Professor of Pathology and Laboratory Medicine Rebecca Wilcox, M.D., has been appointed associate dean for faculty affairs at the Larner College of Medicine.
Rebecca Wilcox, M.D.
Professor of Pathology and Laboratory Medicine Rebecca Wilcox, M.D., has been appointed associate dean for faculty affairs at the Larner College of Medicine at the University of Vermont.
Wilcox joined the UVM faculty in 2009, and currently serves as vice chair for education for her department and section leader of the Gastrointestinal/Liver Pathology Service at the UVM Health Network. She served for five years as director of the first-year medical school course "Nutrition, Metabolism and Gastrointestinal System in Health and Disease," and for two years directed the Advanced Integration Surgical Pathology Elective. She also served as a faculty coach for the Association of American Medical Colleges' Leadership Education and Development (LEAD) certificate program and is a graduate of the LEAD program.

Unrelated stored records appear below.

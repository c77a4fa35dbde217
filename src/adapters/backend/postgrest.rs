//! Hosted backend adapter. Implements the record ports over a PostgREST endpoint
//! (the REST layer of a Supabase project).
//!
//! Tables are addressed as `{base_url}/rest/v1/{table}`. Filters use the
//! `column=op.value` syntax; writes ask for `Prefer: return=representation`
//! so the stored row comes back in the response.

use crate::domain::record::{apply_patch, timestamp_key};
use crate::domain::{
    DomainError, ListOrder, OrderBy, Pregnancy, Record, Reminder, SortDirection,
    drafts::Validate,
};
use crate::ports::{Clock, PregnancyStore, RecordStore, ReminderStore};
use chrono::{DateTime, NaiveDate, Utc};
use reqwest::{Client, RequestBuilder, Response};
use serde::de::DeserializeOwned;
use std::sync::Arc;
use tracing::{debug, info};

/// Query pairs for a PostgREST request.
pub type Query = Vec<(String, String)>;

fn eq(column: &str, value: impl std::fmt::Display) -> (String, String) {
    (column.to_string(), format!("eq.{}", value))
}

fn direction_suffix(direction: SortDirection) -> &'static str {
    match direction {
        SortDirection::Ascending => "asc",
        SortDirection::Descending => "desc",
    }
}

/// `order=` value: the primary column, then `created_at` and `id` as tie-breakers.
pub fn order_param<R: Record>(order: ListOrder) -> String {
    let dir = direction_suffix(order.direction);
    match order.by {
        OrderBy::RecordDate => format!(
            "{}.{dir},created_at.{dir},id.{dir}",
            order.column::<R>()
        ),
        OrderBy::CreatedAt => format!("created_at.{dir},id.{dir}"),
    }
}

pub fn get_query(id: &str) -> Query {
    vec![eq("id", id), ("limit".into(), "1".into())]
}

pub fn list_query<R: Record>(parent_id: &str, order: ListOrder) -> Query {
    vec![
        eq(R::PARENT_COLUMN, parent_id),
        ("order".into(), order_param::<R>(order)),
    ]
}

pub fn active_query(owner_id: &str) -> Query {
    vec![
        eq(Pregnancy::PARENT_COLUMN, owner_id),
        eq("is_active", true),
        ("limit".into(), "1".into()),
    ]
}

pub fn upcoming_query(pregnancy_id: &str, as_of: NaiveDate, limit: usize) -> Query {
    vec![
        eq(Reminder::PARENT_COLUMN, pregnancy_id),
        eq("is_completed", false),
        (
            Reminder::DATE_COLUMN.to_string(),
            format!("gte.{}", as_of.format("%Y-%m-%d")),
        ),
        (
            "order".into(),
            order_param::<Reminder>(ListOrder::by_date(SortDirection::Ascending)),
        ),
        ("limit".into(), limit.to_string()),
    ]
}

/// Filter selecting the flagged siblings of a parent, optionally sparing one row.
pub fn flagged_siblings_query<R: Record>(parent_id: &str, except_id: Option<&str>) -> Query {
    let mut query = vec![eq(R::PARENT_COLUMN, parent_id)];
    if let Some(flag) = R::FLAG_COLUMN {
        query.push(eq(flag, true));
    }
    if let Some(id) = except_id {
        query.push(("id".into(), format!("neq.{}", id)));
    }
    query
}

/// Serializes a patch and stamps `updated_at` on tables that track it.
pub fn patch_body<R: Record>(
    patch: &R::Patch,
    now: DateTime<Utc>,
) -> Result<serde_json::Value, DomainError> {
    let mut body = serde_json::to_value(patch)
        .map_err(|e| DomainError::Validation(format!("bad {} patch: {}", R::ENTITY, e)))?;
    if R::HAS_UPDATED_AT {
        if let Some(obj) = body.as_object_mut() {
            obj.insert("updated_at".into(), timestamp_key(now).into());
        }
    }
    Ok(body)
}

/// Merges `patch` into `current` as last read, so the merged row is checked
/// before anything is sent, then builds the PATCH body.
pub fn checked_patch_body<R: Record>(
    current: &R,
    patch: &R::Patch,
    now: DateTime<Utc>,
) -> Result<serde_json::Value, DomainError> {
    apply_patch(current, patch, now)?;
    patch_body::<R>(patch, now)
}

/// PostgREST-backed store.
///
/// `api_key` is the project's anon key. `access_token` is the signed-in
/// user's JWT; without it requests run with the anon role.
pub struct PostgrestStore {
    client: Client,
    base_url: String,
    api_key: String,
    access_token: Option<String>,
    clock: Arc<dyn Clock>,
}

impl PostgrestStore {
    pub fn new(
        base_url: String,
        api_key: String,
        access_token: Option<String>,
        clock: Arc<dyn Clock>,
    ) -> Self {
        Self {
            client: Client::new(),
            base_url: base_url.trim_end_matches('/').to_string(),
            api_key,
            access_token,
            clock,
        }
    }

    fn table_url(&self, table: &str) -> String {
        format!("{}/rest/v1/{}", self.base_url, table)
    }

    fn authorized(&self, req: RequestBuilder) -> RequestBuilder {
        let bearer = self.access_token.as_deref().unwrap_or(&self.api_key);
        req.header("apikey", &self.api_key)
            .bearer_auth(bearer)
            .header("Accept", "application/json")
    }

    async fn send(req: RequestBuilder) -> Result<Response, DomainError> {
        let res = req
            .send()
            .await
            .map_err(|e| DomainError::Storage(format!("Request failed: {}", e)))?;
        if !res.status().is_success() {
            let status = res.status();
            let text = res.text().await.unwrap_or_else(|_| "unknown".to_string());
            return Err(DomainError::Storage(format!(
                "Backend error {}: {}",
                status, text
            )));
        }
        Ok(res)
    }

    async fn rows<T: DeserializeOwned>(res: Response) -> Result<Vec<T>, DomainError> {
        res.json::<Vec<T>>()
            .await
            .map_err(|e| DomainError::Storage(format!("Invalid backend response: {}", e)))
    }

    async fn select<R: Record>(&self, query: &Query) -> Result<Vec<R>, DomainError> {
        let req = self.authorized(self.client.get(self.table_url(R::TABLE)).query(query));
        Self::rows(Self::send(req).await?).await
    }

    async fn patch_where<R: Record>(
        &self,
        query: &Query,
        body: &serde_json::Value,
    ) -> Result<Vec<R>, DomainError> {
        let req = self.authorized(
            self.client
                .patch(self.table_url(R::TABLE))
                .query(query)
                .header("Prefer", "return=representation")
                .json(body),
        );
        Self::rows(Self::send(req).await?).await
    }

    async fn demote_siblings<R: Record>(
        &self,
        parent_id: &str,
        except_id: Option<&str>,
    ) -> Result<(), DomainError> {
        let Some(flag) = R::FLAG_COLUMN else {
            return Ok(());
        };
        let mut body = serde_json::Map::new();
        body.insert(flag.to_string(), false.into());
        if R::HAS_UPDATED_AT {
            body.insert("updated_at".into(), timestamp_key(self.clock.now()).into());
        }
        let cleared: Vec<R> = self
            .patch_where(
                &flagged_siblings_query::<R>(parent_id, except_id),
                &serde_json::Value::Object(body),
            )
            .await?;
        if !cleared.is_empty() {
            debug!(table = R::TABLE, count = cleared.len(), "cleared flag on siblings");
        }
        Ok(())
    }
}

#[async_trait::async_trait]
impl<R: Record> RecordStore<R> for PostgrestStore {
    async fn get(&self, id: &str) -> Result<Option<R>, DomainError> {
        let mut found = self.select::<R>(&get_query(id)).await?;
        Ok(found.pop())
    }

    async fn list(&self, parent_id: &str, order: ListOrder) -> Result<Vec<R>, DomainError> {
        self.select::<R>(&list_query::<R>(parent_id, order)).await
    }

    async fn create(&self, draft: &R::Draft) -> Result<R, DomainError> {
        draft.validate()?;
        let body = serde_json::to_value(draft)
            .map_err(|e| DomainError::Validation(format!("bad {} input: {}", R::ENTITY, e)))?;
        if R::EXCLUSIVE_FLAG {
            let flagged = R::FLAG_COLUMN
                .and_then(|flag| body.get(flag))
                .and_then(serde_json::Value::as_bool)
                .unwrap_or(false);
            let parent = body
                .get(R::PARENT_COLUMN)
                .and_then(serde_json::Value::as_str)
                .unwrap_or_default();
            if flagged && !parent.is_empty() {
                self.demote_siblings::<R>(parent, None).await?;
            }
        }
        let req = self.authorized(
            self.client
                .post(self.table_url(R::TABLE))
                .header("Prefer", "return=representation")
                .json(&body),
        );
        let mut created: Vec<R> = Self::rows(Self::send(req).await?).await?;
        let record = created
            .pop()
            .ok_or_else(|| DomainError::Storage(format!("{} insert returned no row", R::ENTITY)))?;
        info!(table = R::TABLE, id = record.id(), "created record");
        Ok(record)
    }

    async fn update(&self, id: &str, patch: &R::Patch) -> Result<R, DomainError> {
        patch.validate()?;
        let current: R = RecordStore::<R>::get(self, id)
            .await?
            .ok_or_else(|| DomainError::not_found(R::ENTITY, id))?;
        let body = checked_patch_body::<R>(&current, patch, self.clock.now())?;
        let raising_flag = R::EXCLUSIVE_FLAG
            && R::FLAG_COLUMN
                .and_then(|flag| body.get(flag))
                .and_then(serde_json::Value::as_bool)
                .unwrap_or(false);
        if raising_flag {
            self.demote_siblings::<R>(current.parent_id(), Some(id))
                .await?;
        }
        let by_id: Query = vec![eq("id", id)];
        let mut updated: Vec<R> = self.patch_where::<R>(&by_id, &body).await?;
        let record = updated
            .pop()
            .ok_or_else(|| DomainError::not_found(R::ENTITY, id))?;
        info!(table = R::TABLE, id, "updated record");
        Ok(record)
    }
}

#[async_trait::async_trait]
impl PregnancyStore for PostgrestStore {
    async fn get_active(&self, owner_id: &str) -> Result<Option<Pregnancy>, DomainError> {
        let mut found = self.select::<Pregnancy>(&active_query(owner_id)).await?;
        Ok(found.pop())
    }
}

#[async_trait::async_trait]
impl ReminderStore for PostgrestStore {
    async fn list_upcoming(
        &self,
        pregnancy_id: &str,
        as_of: NaiveDate,
        limit: usize,
    ) -> Result<Vec<Reminder>, DomainError> {
        self.select::<Reminder>(&upcoming_query(pregnancy_id, as_of, limit))
            .await
    }
}

#[cfg(test)]
mod tests {
    use super::*;
    use crate::adapters::clock::FixedClock;
    use crate::domain::record::stamp_new;
    use crate::domain::{
        Checkup, CheckupPatch, NewPregnancy, PregnancyPatch, ReminderPatch, Ultrasound,
    };
    use chrono::TimeZone;

    fn pair(k: &str, v: &str) -> (String, String) {
        (k.to_string(), v.to_string())
    }

    #[test]
    fn test_list_query_orders_with_tie_breakers() {
        let q = list_query::<Checkup>("p1", ListOrder::default_for::<Checkup>());
        assert_eq!(
            q,
            vec![
                pair("pregnancy_id", "eq.p1"),
                pair("order", "checkup_date.desc,created_at.desc,id.desc"),
            ]
        );
    }

    #[test]
    fn test_list_query_for_pregnancies_filters_by_owner() {
        let q = list_query::<Pregnancy>(
            "u1",
            ListOrder {
                by: OrderBy::CreatedAt,
                direction: SortDirection::Ascending,
            },
        );
        assert_eq!(
            q,
            vec![pair("user_id", "eq.u1"), pair("order", "created_at.asc,id.asc")]
        );
    }

    #[test]
    fn test_upcoming_query_shape() {
        let q = upcoming_query("p1", NaiveDate::from_ymd_opt(2024, 3, 1).unwrap(), 5);
        assert_eq!(
            q,
            vec![
                pair("pregnancy_id", "eq.p1"),
                pair("is_completed", "eq.false"),
                pair("reminder_date", "gte.2024-03-01"),
                pair("order", "reminder_date.asc,created_at.asc,id.asc"),
                pair("limit", "5"),
            ]
        );
    }

    #[test]
    fn test_active_and_sibling_filters() {
        assert_eq!(
            active_query("u1"),
            vec![pair("user_id", "eq.u1"), pair("is_active", "eq.true"), pair("limit", "1")]
        );
        assert_eq!(
            flagged_siblings_query::<Pregnancy>("u1", Some("keep")),
            vec![pair("user_id", "eq.u1"), pair("is_active", "eq.true"), pair("id", "neq.keep")]
        );
        // no flag column: parent filter only
        assert_eq!(
            flagged_siblings_query::<Ultrasound>("p1", None),
            vec![pair("pregnancy_id", "eq.p1")]
        );
    }

    #[test]
    fn test_patch_body_stamps_updated_at_only_where_tracked() {
        let now = Utc.with_ymd_and_hms(2024, 3, 1, 8, 0, 0).unwrap();
        let patch = CheckupPatch {
            notes: Some(Some("ok".into())),
            performed_by: Some(None),
            ..Default::default()
        };
        let body = patch_body::<Checkup>(&patch, now).unwrap();
        assert_eq!(body["notes"], "ok");
        assert!(body["performed_by"].is_null());
        assert_eq!(body["updated_at"], "2024-03-01T08:00:00.000000Z");

        let body = patch_body::<Reminder>(&ReminderPatch::reopened(), now).unwrap();
        assert!(body.get("updated_at").is_none());
        assert!(body["completed_at"].is_null());

        let body = patch_body::<Pregnancy>(&PregnancyPatch::default(), now).unwrap();
        assert_eq!(body.as_object().unwrap().len(), 1);
    }

    #[test]
    fn test_checked_patch_body_rejects_invalid_merge() {
        let now = Utc.with_ymd_and_hms(2024, 3, 1, 8, 0, 0).unwrap();
        let mut draft = NewPregnancy::new("u1", NaiveDate::from_ymd_opt(2024, 1, 1).unwrap());
        draft.expected_due_date = NaiveDate::from_ymd_opt(2024, 10, 7);
        let current: Pregnancy = stamp_new(&draft, "p-1", now).unwrap();

        let late_lmp = PregnancyPatch {
            last_menstruation_date: NaiveDate::from_ymd_opt(2025, 1, 1),
            ..Default::default()
        };
        let res = checked_patch_body::<Pregnancy>(&current, &late_lmp, now);
        assert!(matches!(res, Err(DomainError::Validation(_))));

        let ok = PregnancyPatch {
            ultrasound_due_date: Some(NaiveDate::from_ymd_opt(2024, 10, 3)),
            ..Default::default()
        };
        let body = checked_patch_body::<Pregnancy>(&current, &ok, now).unwrap();
        assert_eq!(body["ultrasound_due_date"], "2024-10-03");
        assert!(body.get("last_menstruation_date").is_none());
    }

    #[test]
    fn test_table_url_trims_trailing_slash() {
        let clock = Arc::new(FixedClock::new(Utc::now()));
        let store = PostgrestStore::new(
            "https://example.supabase.co/".into(),
            "anon".into(),
            None,
            clock,
        );
        assert_eq!(
            store.table_url("reminders"),
            "https://example.supabase.co/rest/v1/reminders"
        );
    }

    #[tokio::test]
    async fn test_create_rejects_invalid_draft_before_any_request() {
        let clock = Arc::new(FixedClock::new(Utc::now()));
        let store = PostgrestStore::new("http://127.0.0.1:9".into(), "anon".into(), None, clock);
        let draft = crate::domain::NewReminder::new(
            "p1",
            NaiveDate::from_ymd_opt(2024, 3, 1).unwrap(),
            crate::domain::ReminderType::Other,
            "",
        );
        let res: Result<Reminder, _> = store.create(&draft).await;
        assert!(matches!(res, Err(DomainError::Validation(_))));
    }
}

Among Wilcox's many honors are four Foundations Course Director Awards and two Foundations Teaching Awards. In 2014, she received the UVM Kroepsch-Maurice Excellence in Teaching Award. She has twice received the American Medical Women’s Association Gender Equity Award, and was chosen by the Larner medical Class of 2019 to deliver the keynote address at their commencement.
Wilcox received her medical degree from Oregon Health Science University, and completed a residency in anatomic and clinical pathology at the University of Chicago Hospitals, where she also served as chief resident and completed a fellowship in gastrointestinal and hepatology pathology.
To date, Wilcox has published 39 peer-reviewed articles, eleven book chapters, and has presented 30 national/international lectures and is currently serving as editor of Gray’s Integrated Medical Sciences for Students: A Foundation for Clinical Practice, an Elsevier textbook. She is a subcontract principal investigator on a National Cancer Institute R25 education grant that has supported the development of an international genomic medicine curriculum for medical students, and she co-chairs the interprofessional Undergraduate Teaching in Genomics (UTRIG) Work Group under this grant.
Wilcox succeeds Charles Irvin, Ph.D., who stepped down as associate dean for faculty affairs after serving in that role since 2012.